··· Provided information
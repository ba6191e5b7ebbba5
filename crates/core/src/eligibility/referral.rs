//! GP referral document formatting.

use chrono::Duration;
use serde::{Deserialize, Serialize};

use super::scoring::UrgencyLevel;
use super::EligibilityRequest;
use crate::contact::{is_valid_email, is_valid_swiss_phone};
use crate::error::FieldViolation;
use crate::tokens::random_upper_alphanumeric;
use crate::types::{Canton, InsuranceModel, Timestamp};

pub const REFERRAL_VALIDITY_DAYS: i64 = 30;

const REQUESTED_SERVICE: &str = "Wearable ECG heart monitoring";
const MONITORING_DURATION: &str = "10 days";

#[derive(Debug, Clone, PartialEq, Eq, Serialize, Deserialize)]
#[serde(rename_all = "camelCase", deny_unknown_fields)]
pub struct ContactAddress {
    pub street: String,
    pub postal_code: String,
    pub city: String,
    pub canton: Canton,
}

#[derive(Debug, Clone, PartialEq, Eq, Serialize, Deserialize)]
#[serde(rename_all = "camelCase", deny_unknown_fields)]
pub struct PatientContactInfo {
    pub name: String,
    pub phone: String,
    pub email: String,
    pub address: ContactAddress,
}

impl PatientContactInfo {
    pub fn validate(&self) -> Vec<FieldViolation> {
        let mut errors = Vec::new();
        let name_len = self.name.trim().chars().count();
        if !(2..=100).contains(&name_len) {
            errors.push(FieldViolation::new(
                "patientContactInfo.name",
                "Must be between 2 and 100 characters",
            ));
        }
        if !is_valid_swiss_phone(&self.phone) {
            errors.push(FieldViolation::new(
                "patientContactInfo.phone",
                "Invalid Swiss phone number format",
            ));
        }
        if !is_valid_email(&self.email) {
            errors.push(FieldViolation::new(
                "patientContactInfo.email",
                "Invalid email format",
            ));
        }
        let postal = &self.address.postal_code;
        if postal.len() != 4 || !postal.chars().all(|c| c.is_ascii_digit()) {
            errors.push(FieldViolation::new(
                "patientContactInfo.address.postalCode",
                "Postal code must be exactly 4 digits",
            ));
        }
        for (field, value) in [
            ("patientContactInfo.address.street", &self.address.street),
            ("patientContactInfo.address.city", &self.address.city),
        ] {
            if value.trim().is_empty() || value.chars().count() > 100 {
                errors.push(FieldViolation::new(field, "Must be between 1 and 100 characters"));
            }
        }
        errors
    }
}

#[derive(Debug, Clone, Serialize)]
#[serde(rename_all = "camelCase")]
pub struct ReferralAddress {
    pub first_name: String,
    pub last_name: String,
    pub street: String,
    pub postal_code: String,
    pub city: String,
    pub canton: Canton,
    pub country: &'static str,
}

#[derive(Debug, Clone, Serialize)]
#[serde(rename_all = "camelCase")]
pub struct PatientInfo {
    pub name: String,
    pub date_of_birth: String,
    pub address: ReferralAddress,
    pub phone: String,
    pub email: String,
    pub insurance_number: String,
    pub insurance_provider: String,
    pub insurance_model: InsuranceModel,
}

#[derive(Debug, Clone, Serialize)]
#[serde(rename_all = "camelCase")]
pub struct MedicalContext {
    pub symptoms: Vec<String>,
    pub risk_factors: Vec<String>,
    pub current_medications: Vec<String>,
    pub medical_history: Vec<String>,
    pub urgency_level: UrgencyLevel,
}

#[derive(Debug, Clone, Serialize)]
#[serde(rename_all = "camelCase")]
pub struct RequestDetails {
    pub requested_service: &'static str,
    pub duration: &'static str,
    pub justification: String,
    pub clinical_indication: String,
}

#[derive(Debug, Clone, Serialize)]
#[serde(rename_all = "camelCase")]
pub struct ReferralDocument {
    pub document_id: String,
    pub generated_at: Timestamp,
    pub valid_until: Timestamp,
    pub patient_info: PatientInfo,
    pub medical_context: MedicalContext,
    pub request_details: RequestDetails,
}

/// Format a referral. Eligibility is not recomputed here.
pub fn build(
    request: &EligibilityRequest,
    contact: &PatientContactInfo,
    urgency: UrgencyLevel,
    now: Timestamp,
) -> ReferralDocument {
    let personal = &request.personal_info;
    let medical = &request.medical_info;

    let mut parts = contact.name.split_whitespace();
    let first_name = parts.next().unwrap_or_default().to_string();
    let last_name = parts.collect::<Vec<_>>().join(" ");

    let mut symptoms = Vec::new();
    if medical.has_cardiac_symptoms {
        symptoms.push("Reported cardiac symptoms".to_string());
    }
    symptoms.extend(medical.risk_factors.iter().cloned());

    ReferralDocument {
        document_id: format!(
            "REF-{}-{}",
            now.timestamp_millis(),
            random_upper_alphanumeric(6)
        ),
        generated_at: now,
        valid_until: now + Duration::days(REFERRAL_VALIDITY_DAYS),
        patient_info: PatientInfo {
            name: contact.name.trim().to_string(),
            date_of_birth: personal.date_of_birth.clone(),
            address: ReferralAddress {
                first_name,
                last_name,
                street: contact.address.street.clone(),
                postal_code: contact.address.postal_code.clone(),
                city: contact.address.city.clone(),
                canton: contact.address.canton,
                country: "CH",
            },
            phone: contact.phone.clone(),
            email: contact.email.clone(),
            insurance_number: personal
                .insurance_number
                .as_deref()
                .map(str::trim)
                .filter(|n| !n.is_empty())
                .unwrap_or("Not provided")
                .to_string(),
            insurance_provider: personal.insurance_provider.clone(),
            insurance_model: personal.insurance_model,
        },
        medical_context: MedicalContext {
            symptoms,
            risk_factors: medical.risk_factors.clone(),
            current_medications: if medical.takes_cardiac_medication {
                vec!["Cardiac medications (details to be provided)".to_string()]
            } else {
                Vec::new()
            },
            medical_history: if medical.has_cardiac_history {
                vec!["Previous cardiac history".to_string()]
            } else {
                Vec::new()
            },
            urgency_level: urgency,
        },
        request_details: RequestDetails {
            requested_service: REQUESTED_SERVICE,
            duration: MONITORING_DURATION,
            justification: justification(request, urgency),
            clinical_indication: clinical_indication(request),
        },
    }
}

fn justification(request: &EligibilityRequest, urgency: UrgencyLevel) -> String {
    let medical = &request.medical_info;
    let mut lines = Vec::new();
    if medical.has_cardiac_symptoms {
        lines.push("Patient reports cardiac symptoms requiring monitoring".to_string());
    }
    if medical.has_cardiac_history {
        lines.push("Previous cardiac history indicates need for ongoing monitoring".to_string());
    }
    if medical.takes_cardiac_medication {
        lines.push(
            "Patient on cardiac medication requiring monitoring for effectiveness".to_string(),
        );
    }
    if !medical.risk_factors.is_empty() {
        lines.push(format!(
            "Cardiovascular risk factors present: {}",
            medical.risk_factors.join(", ")
        ));
    }
    if urgency != UrgencyLevel::Routine {
        lines.push("Clinical presentation suggests urgent need for cardiac monitoring".to_string());
    }

    if lines.is_empty() {
        "Preventive cardiac monitoring requested for cardiovascular risk assessment.".to_string()
    } else {
        format!("{}.", lines.join(". "))
    }
}

fn clinical_indication(request: &EligibilityRequest) -> String {
    let medical = &request.medical_info;
    let mut parts = vec!["Ambulatory cardiac monitoring"];
    if medical.has_cardiac_symptoms {
        parts.push("symptom correlation");
    }
    if medical.has_cardiac_history {
        parts.push("disease progression monitoring");
    }
    if medical.takes_cardiac_medication {
        parts.push("medication response assessment");
    }
    parts.join(" - ")
}

#[cfg(test)]
mod tests {
    use chrono::Utc;

    use super::super::tests::{contact, request};
    use super::*;

    #[test]
    fn document_has_id_and_thirty_day_window() {
        let now = Utc::now();
        let doc = build(&request(), &contact(), UrgencyLevel::Routine, now);
        let prefix = format!("REF-{}-", now.timestamp_millis());
        assert!(doc.document_id.starts_with(&prefix));
        let suffix = &doc.document_id[prefix.len()..];
        assert_eq!(suffix.len(), 6);
        assert!(suffix.chars().all(|c| c.is_ascii_uppercase() || c.is_ascii_digit()));
        assert_eq!(doc.valid_until - doc.generated_at, Duration::days(30));
    }

    #[test]
    fn name_is_split_and_insurance_number_defaults() {
        let mut c = contact();
        c.name = "Anna Maria  Meier".into();
        let doc = build(&request(), &c, UrgencyLevel::Routine, Utc::now());
        assert_eq!(doc.patient_info.address.first_name, "Anna");
        assert_eq!(doc.patient_info.address.last_name, "Maria Meier");
        assert_eq!(doc.patient_info.insurance_number, "Not provided");
        assert_eq!(doc.patient_info.address.country, "CH");
    }

    #[test]
    fn justification_and_indication_follow_medical_flags() {
        let mut r = request();
        r.medical_info.has_cardiac_history = true;
        r.medical_info.takes_cardiac_medication = true;
        let doc = build(&r, &contact(), UrgencyLevel::Urgent, Utc::now());
        assert_eq!(
            doc.request_details.clinical_indication,
            "Ambulatory cardiac monitoring - symptom correlation - disease progression monitoring - medication response assessment"
        );
        assert!(doc.request_details.justification.ends_with("urgent need for cardiac monitoring."));
        assert_eq!(doc.medical_context.medical_history, vec!["Previous cardiac history"]);
        assert_eq!(doc.request_details.duration, "10 days");
    }

    #[test]
    fn preventive_text_without_findings() {
        let mut r = request();
        r.medical_info.has_cardiac_symptoms = false;
        let doc = build(&r, &contact(), UrgencyLevel::Routine, Utc::now());
        assert!(doc.request_details.justification.starts_with("Preventive"));
        assert_eq!(doc.request_details.clinical_indication, "Ambulatory cardiac monitoring");
    }

    #[test]
    fn contact_validation_reports_each_field() {
        let mut c = contact();
        c.phone = "12345".into();
        c.email = "nope".into();
        c.address.postal_code = "80a1".into();
        let fields: Vec<_> = c.validate().into_iter().map(|v| v.field).collect();
        assert_eq!(
            fields,
            vec![
                "patientContactInfo.phone",
                "patientContactInfo.email",
                "patientContactInfo.address.postalCode"
            ]
        );
        assert!(contact().validate().is_empty());
    }
}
······
# Your goal
Scan the lines above for the word "assessment". Return each one that has it.

# Output below
        "Preventive cardiac monitoring requested for cardiovascular risk assessment.".to_string()
        parts.push("medication response assessment");
            "Ambulatory cardiac monitoring - symptom correlation - disease progression monitoring - medication response assessment"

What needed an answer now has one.